■ Your goal ■
Nothing may be left out or changed. Print every entry.
****************
//! Key-Value Storage using SQLite

use async_trait::async_trait;
use bridge_traits::{
    error::{BridgeError, Result},
    storage::KeyValueStore,
};
use sqlx::{sqlite::SqlitePool, Row};
use std::path::PathBuf;
use tracing::debug;

/// SQLite-backed key-value store implementation
///
/// Provides durable string storage for the offline cache:
/// - Single-writer, last-write-wins upserts
/// - Survives process restarts
/// - Async operations
pub struct SqliteKeyValueStore {
    pool: SqlitePool,
}

impl SqliteKeyValueStore {
    /// Create a new store with the given database path
    pub async fn new(db_path: PathBuf) -> Result<Self> {
        // Ensure parent directory exists
        if let Some(parent) = db_path.parent() {
            tokio::fs::create_dir_all(parent)
                .await
                .map_err(BridgeError::Io)?;
        }

        // Convert path to string, replacing backslashes with forward slashes for SQLite URL
        let path_str = db_path.to_string_lossy().replace('\\', "/");
        let db_url = format!("sqlite://{}?mode=rwc", path_str);

        let pool = SqlitePool::connect(&db_url)
            .await
            .map_err(|e| BridgeError::OperationFailed(format!("Failed to connect to DB: {}", e)))?;

        Self::create_table(&pool).await?;

        debug!(path = ?db_path, "Initialized key-value store");

        Ok(Self { pool })
    }

    /// Create an in-memory store (for testing)
    pub async fn in_memory() -> Result<Self> {
        let pool = SqlitePool::connect("sqlite::memory:")
            .await
            .map_err(|e| BridgeError::OperationFailed(format!("Failed to connect to DB: {}", e)))?;

        Self::create_table(&pool).await?;

        Ok(Self { pool })
    }

    async fn create_table(pool: &SqlitePool) -> Result<()> {
        sqlx::query(
            r#"
            CREATE TABLE IF NOT EXISTS kv_entries (
                key TEXT PRIMARY KEY,
                value TEXT NOT NULL,
                updated_at INTEGER NOT NULL
            )
            "#,
        )
        .execute(pool)
        .await
        .map_err(|e| BridgeError::OperationFailed(format!("Failed to create table: {}", e)))?;

        Ok(())
    }

    /// Get the current Unix timestamp
    fn now() -> i64 {
        std::time::SystemTime::now()
            .duration_since(std::time::UNIX_EPOCH)
            .map(|d| d.as_secs() as i64)
            .unwrap_or(0)
    }
}

#[async_trait]
impl KeyValueStore for SqliteKeyValueStore {
    async fn get(&self, key: &str) -> Result<Option<String>> {
        let row = sqlx::query("SELECT value FROM kv_entries WHERE key = ?")
            .bind(key)
            .fetch_optional(&self.pool)
            .await
            .map_err(|e| BridgeError::OperationFailed(format!("Failed to get entry: {}", e)))?;

        Ok(row.map(|row| row.get(0)))
    }

    async fn set(&self, key: &str, value: &str) -> Result<()> {
        sqlx::query(
            r#"
            INSERT INTO kv_entries (key, value, updated_at)
            VALUES (?, ?, ?)
            ON CONFLICT(key) DO UPDATE SET
                value = excluded.value,
                updated_at = excluded.updated_at
            "#,
        )
        .bind(key)
        .bind(value)
        .bind(Self::now())
        .execute(&self.pool)
        .await
        .map_err(|e| BridgeError::OperationFailed(format!("Failed to set entry: {}", e)))?;

        debug!(key = key, "Stored entry");
        Ok(())
    }

    async fn delete(&self, key: &str) -> Result<()> {
        sqlx::query("DELETE FROM kv_entries WHERE key = ?")
            .bind(key)
            .execute(&self.pool)
            .await
            .map_err(|e| BridgeError::OperationFailed(format!("Failed to delete entry: {}", e)))?;

        debug!(key = key, "Deleted entry");
        Ok(())
    }

    async fn has_key(&self, key: &str) -> Result<bool> {
        let row = sqlx::query("SELECT 1 FROM kv_entries WHERE key = ?")
            .bind(key)
            .fetch_optional(&self.pool)
            .await
            .map_err(|e| BridgeError::OperationFailed(format!("Failed to check key: {}", e)))?;

        Ok(row.is_some())
    }

    async fn list_keys(&self) -> Result<Vec<String>> {
        let rows = sqlx::query("SELECT key FROM kv_entries ORDER BY key")
            .fetch_all(&self.pool)
            .await
            .map_err(|e| BridgeError::OperationFailed(format!("Failed to list keys: {}", e)))?;

        let keys = rows.into_iter().map(|row| row.get(0)).collect();
        Ok(keys)
    }

    async fn clear_all(&self) -> Result<()> {
        sqlx::query("DELETE FROM kv_entries")
            .execute(&self.pool)
            .await
            .map_err(|e| BridgeError::OperationFailed(format!("Failed to clear entries: {}", e)))?;

        debug!("Cleared all entries");
        Ok(())
    }
}

#[cfg(test)]
mod tests {
    use super::*;

    #[tokio::test]
    async fn test_store_creation() {
        let _store = SqliteKeyValueStore::in_memory().await.unwrap();
        // Just verify it constructs
    }

    #[tokio::test]
    async fn test_set_get_delete() {
        let store = SqliteKeyValueStore::in_memory().await.unwrap();

        store.set("cached_videos", "[]").await.unwrap();
        let value = store.get("cached_videos").await.unwrap();
        assert_eq!(value, Some("[]".to_string()));

        store.delete("cached_videos").await.unwrap();
        let value = store.get("cached_videos").await.unwrap();
        assert_eq!(value, None);
    }

    #[tokio::test]
    async fn test_set_overwrites() {
        let store = SqliteKeyValueStore::in_memory().await.unwrap();

        store.set("key", "first").await.unwrap();
        store.set("key", "second").await.unwrap();

        assert_eq!(store.get("key").await.unwrap(), Some("second".to_string()));
    }

    #[tokio::test]
    async fn test_has_key_and_list() {
        let store = SqliteKeyValueStore::in_memory().await.unwrap();

        assert!(!store.has_key("a").await.unwrap());
        store.set("b", "2").await.unwrap();
        store.set("a", "1").await.unwrap();

        assert!(store.has_key("a").await.unwrap());
        assert_eq!(store.list_keys().await.unwrap(), vec!["a", "b"]);
    }

    #[tokio::test]
    async fn test_delete_absent_key_is_noop() {
        let store = SqliteKeyValueStore::in_memory().await.unwrap();
        store.delete("missing").await.unwrap();
    }
}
****************
■ Solution for this problem ■
//! Key-Value Storage using SQLite

use async_trait::async_trait;
use bridge_traits::{
    error::{BridgeError, Result},
    storage::KeyValueStore,
};
use sqlx::{sqlite::SqlitePool, Row};
use std::path::PathBuf;
use tracing::debug;

/// SQLite-backed key-value store implementation
///
/// Provides durable string storage for the offline cache:
/// - Single-writer, last-write-wins upserts
/// - Survives process restarts
/// - Async operations
pub struct SqliteKeyValueStore {
    pool: SqlitePool,
}

impl SqliteKeyValueStore {
    /// Create a new store with the given database path
    pub async fn new(db_path: PathBuf) -> Result<Self> {
        // Ensure parent directory exists
        if let Some(parent) = db_path.parent() {
            tokio::fs::create_dir_all(parent)
                .await
                .map_err(BridgeError::Io)?;
        }

        // Convert path to string, replacing backslashes with forward slashes for SQLite URL
        let path_str = db_path.to_string_lossy().replace('\\', "/");
        let db_url = format!("sqlite://{}?mode=rwc", path_str);

        let pool = SqlitePool::connect(&db_url)
            .await
            .map_err(|e| BridgeError::OperationFailed(format!("Failed to connect to DB: {}", e)))?;

        Self::create_table(&pool).await?;

        debug!(path = ?db_path, "Initialized key-value store");

        Ok(Self { pool })
    }

    /// Create an in-memory store (for testing)
    pub async fn in_memory() -> Result<Self> {
        let pool = SqlitePool::connect("sqlite::memory:")
            .await
            .map_err(|e| BridgeError::OperationFailed(format!("Failed to connect to DB: {}", e)))?;

        Self::create_table(&pool).await?;

        Ok(Self { pool })
    }

    async fn create_table(pool: &SqlitePool) -> Result<()> {
        sqlx::query(
            r#"
            CREATE TABLE IF NOT EXISTS kv_entries (
                key TEXT PRIMARY KEY,
                value TEXT NOT NULL,
                updated_at INTEGER NOT NULL
            )
            "#,
        )
        .execute(pool)
        .await
        .map_err(|e| BridgeError::OperationFailed(format!("Failed to create table: {}", e)))?;

        Ok(())
    }

    /// Get the current Unix timestamp
    fn now() -> i64 {
        std::time::SystemTime::now()
            .duration_since(std::time::UNIX_EPOCH)
            .map(|d| d.as_secs() as i64)
            .unwrap_or(0)
    }
}

#[async_trait]
impl KeyValueStore for SqliteKeyValueStore {
    async fn get(&self, key: &str) -> Result<Option<String>> {
        let row = sqlx::query("SELECT value FROM kv_entries WHERE key = ?")
            .bind(key)
            .fetch_optional(&self.pool)
            .await
            .map_err(|e| BridgeError::OperationFailed(format!("Failed to get entry: {}", e)))?;

        Ok(row.map(|row| row.get(0)))
    }

    async fn set(&self, key: &str, value: &str) -> Result<()> {
        sqlx::query(
            r#"
            INSERT INTO kv_entries (key, value, updated_at)
            VALUES (?, ?, ?)
            ON CONFLICT(key) DO UPDATE SET
                value = excluded.value,
                updated_at = excluded.updated_at
            "#,
        )
        .bind(key)
        .bind(value)
        .bind(Self::now())
        .execute(&self.pool)
        .await
        .map_err(|e| BridgeError::OperationFailed(format!("Failed to set entry: {}", e)))?;

        debug!(key = key, "Stored entry");
        Ok(())
    }

    async fn delete(&self, key: &str) -> Result<()> {
        sqlx::query("DELETE FROM kv_entries WHERE key = ?")
            .bind(key)
            .execute(&self.pool)
            .await
            .map_err(|e| BridgeError::OperationFailed(format!("Failed to delete entry: {}", e)))?;

        debug!(key = key, "Deleted entry");
        Ok(())
    }

    async fn has_key(&self, key: &str) -> Result<bool> {
        let row = sqlx::query("SELECT 1 FROM kv_entries WHERE key = ?")
            .bind(key)
            .fetch_optional(&self.pool)
            .await
            .map_err(|e| BridgeError::OperationFailed(format!("Failed to check key: {}", e)))?;

        Ok(row.is_some())
    }

    async fn list_keys(&self) -> Result<Vec<String>> {
        let rows = sqlx::query("SELECT key FROM kv_entries ORDER BY key")
            .fetch_all(&self.pool)
            .await
            .map_err(|e| BridgeError::OperationFailed(format!("Failed to list keys: {}", e)))?;

        let keys = rows.into_iter().map(|row| row.get(0)).collect();
        Ok(keys)
    }

    async fn clear_all(&self) -> Result<()> {
        sqlx::query("DELETE FROM kv_entries")
            .execute(&self.pool)
            .await
            .map_err(|e| BridgeError::OperationFailed(format!("Failed to clear entries: {}", e)))?;

        debug!("Cleared all entries");
        Ok(())
    }
}

#[cfg(test)]
mod tests {
    use super::*;

    #[tokio::test]
    async fn test_store_creation() {
        let _store = SqliteKeyValueStore::in_memory().await.unwrap();
        // Just verify it constructs
    }

    #[tokio::test]
    async fn test_set_get_delete() {
        let store = SqliteKeyValueStore::in_memory().await.unwrap();

        store.set("cached_videos", "[]").await.unwrap();
        let value = store.get("cached_videos").await.unwrap();
        assert_eq!(value, Some("[]".to_string()));

        store.delete("cached_videos").await.unwrap();
        let value = store.get("cached_videos").await.unwrap();
        assert_eq!(value, None);
    }

    #[tokio::test]
    async fn test_set_overwrites() {
        let store = SqliteKeyValueStore::in_memory().await.unwrap();

        store.set("key", "first").await.unwrap();
        store.set("key", "second").await.unwrap();

        assert_eq!(store.get("key").await.unwrap(), Some("second".to_string()));
    }

    #[tokio::test]
    async fn test_has_key_and_list() {
        let store = SqliteKeyValueStore::in_memory().await.unwrap();

        assert!(!store.has_key("a").await.unwrap());
        store.set("b", "2").await.unwrap();
        store.set("a", "1").await.unwrap();

        assert!(store.has_key("a").await.unwrap());
        assert_eq!(store.list_keys().await.unwrap(), vec!["a", "b"]);
    }

    #[tokio::test]
    async fn test_delete_absent_key_is_noop() {
        let store = SqliteKeyValueStore::in_memory().await.unwrap();
        store.delete("missing").await.unwrap();
    }
}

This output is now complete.